## [Collected data]

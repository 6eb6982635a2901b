//! Config store: staged blocks, assembled snapshots, last-known-good
//!
//! The store holds an in-memory working set of [`ConfigBlock`]s keyed by
//! campaign name. `stage`/`retract` never touch the committed state;
//! `assemble` produces an immutable [`ConfigSnapshot`] and `commit` swaps
//! it in as current. A snapshot is only ever committed after it passed
//! validation and a live reload, so the current snapshot is by
//! construction last-known-good and `rollback` hands it back for
//! re-application.

use crate::error::{ReloadError, SynthesisError};
use crate::synth::ConfigBlock;
use chrono::{DateTime, Utc};
use serde::Serialize;
use std::collections::BTreeMap;

/// Static boilerplate prepended to every assembled config
const HEADER: &str = "\
# Campaign location blocks managed by zerotouch.
# Do not edit by hand; this file is rewritten on every scan cycle.
";

/// The fully assembled proxy configuration at a point in time
#[derive(Debug, Clone, Serialize)]
pub struct ConfigSnapshot {
    /// Monotonically increasing version number
    pub version: u64,
    /// Assembled configuration text
    pub text: String,
    /// Number of campaign blocks included
    pub block_count: usize,
    pub assembled_at: DateTime<Utc>,
}

/// Result of staging a block
#[derive(Debug, Clone, Copy, PartialEq, Eq)]
pub enum StageOutcome {
    /// Identical content hash already staged; not a reload trigger
    Unchanged,
    Added,
    Replaced,
}

/// Owns the working set and the current / last-known-good snapshots
#[derive(Clone)]
pub struct ConfigStore {
    working: BTreeMap<String, ConfigBlock>,
    current: Option<ConfigSnapshot>,
    next_version: u64,
    dirty: bool,
}

impl ConfigStore {
    pub fn new() -> Self {
        Self {
            working: BTreeMap::new(),
            current: None,
            next_version: 1,
            dirty: false,
        }
    }

    /// Stage a block into the working set.
    ///
    /// Rejects a block whose location path is already owned by a different
    /// campaign name; sanitization collisions are a hard error, never
    /// silently disambiguated.
    pub fn stage(&mut self, block: ConfigBlock) -> Result<StageOutcome, SynthesisError> {
        if let Some(existing) = self
            .working
            .values()
            .find(|b| b.location == block.location && b.campaign != block.campaign)
        {
            return Err(SynthesisError::LocationCollision {
                campaign: block.campaign.clone(),
                existing: existing.campaign.clone(),
                location: block.location.clone(),
            });
        }

        match self.working.get(&block.campaign) {
            Some(prev) if prev.content_hash == block.content_hash => Ok(StageOutcome::Unchanged),
            Some(_) => {
                self.working.insert(block.campaign.clone(), block);
                self.dirty = true;
                Ok(StageOutcome::Replaced)
            }
            None => {
                self.working.insert(block.campaign.clone(), block);
                self.dirty = true;
                Ok(StageOutcome::Added)
            }
        }
    }

    /// Remove a campaign's block from the working set. Returns whether a
    /// block was present.
    pub fn retract(&mut self, name: &str) -> bool {
        let removed = self.working.remove(name).is_some();
        if removed {
            self.dirty = true;
        }
        removed
    }

    /// True when the working set diverged from the committed snapshot
    pub fn is_dirty(&self) -> bool {
        self.dirty
    }

    /// Assemble the working set into a new snapshot. Blocks are ordered by
    /// campaign name, so the output is independent of scan order.
    pub fn assemble(&mut self) -> ConfigSnapshot {
        let mut text = String::from(HEADER);
        for block in self.working.values() {
            text.push('\n');
            text.push_str(&block.text);
        }

        let snapshot = ConfigSnapshot {
            version: self.next_version,
            text,
            block_count: self.working.len(),
            assembled_at: Utc::now(),
        };
        self.next_version += 1;
        snapshot
    }

    /// Install a snapshot as current after a successful validation and
    /// reload; anything older is discarded.
    pub fn commit(&mut self, snapshot: ConfigSnapshot) {
        self.current = Some(snapshot);
        self.dirty = false;
    }

    /// The snapshot to restore after a failed reload. A failed snapshot is
    /// never committed, so current is the last one that passed validation
    /// and reload. The working set stays dirty, leaving the failed changes
    /// to be retried next cycle.
    pub fn rollback(&mut self) -> Result<ConfigSnapshot, ReloadError> {
        self.current.clone().ok_or(ReloadError::NoLastKnownGood)
    }

    pub fn current(&self) -> Option<&ConfigSnapshot> {
        self.current.as_ref()
    }

    /// Blocks in the working set, in stable name order
    pub fn blocks(&self) -> impl Iterator<Item = &ConfigBlock> {
        self.working.values()
    }

    pub fn contains(&self, name: &str) -> bool {
        self.working.contains_key(name)
    }

    pub fn len(&self) -> usize {
        self.working.len()
    }

    pub fn is_empty(&self) -> bool {
        self.working.is_empty()
    }
}

impl Default for ConfigStore {
    fn default() -> Self {
        Self::new()
    }
}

## [Prompt]
Go over the records above and tally the lines with the word "ConfigBlock" in them. Give the number alone.

## [Your response]
5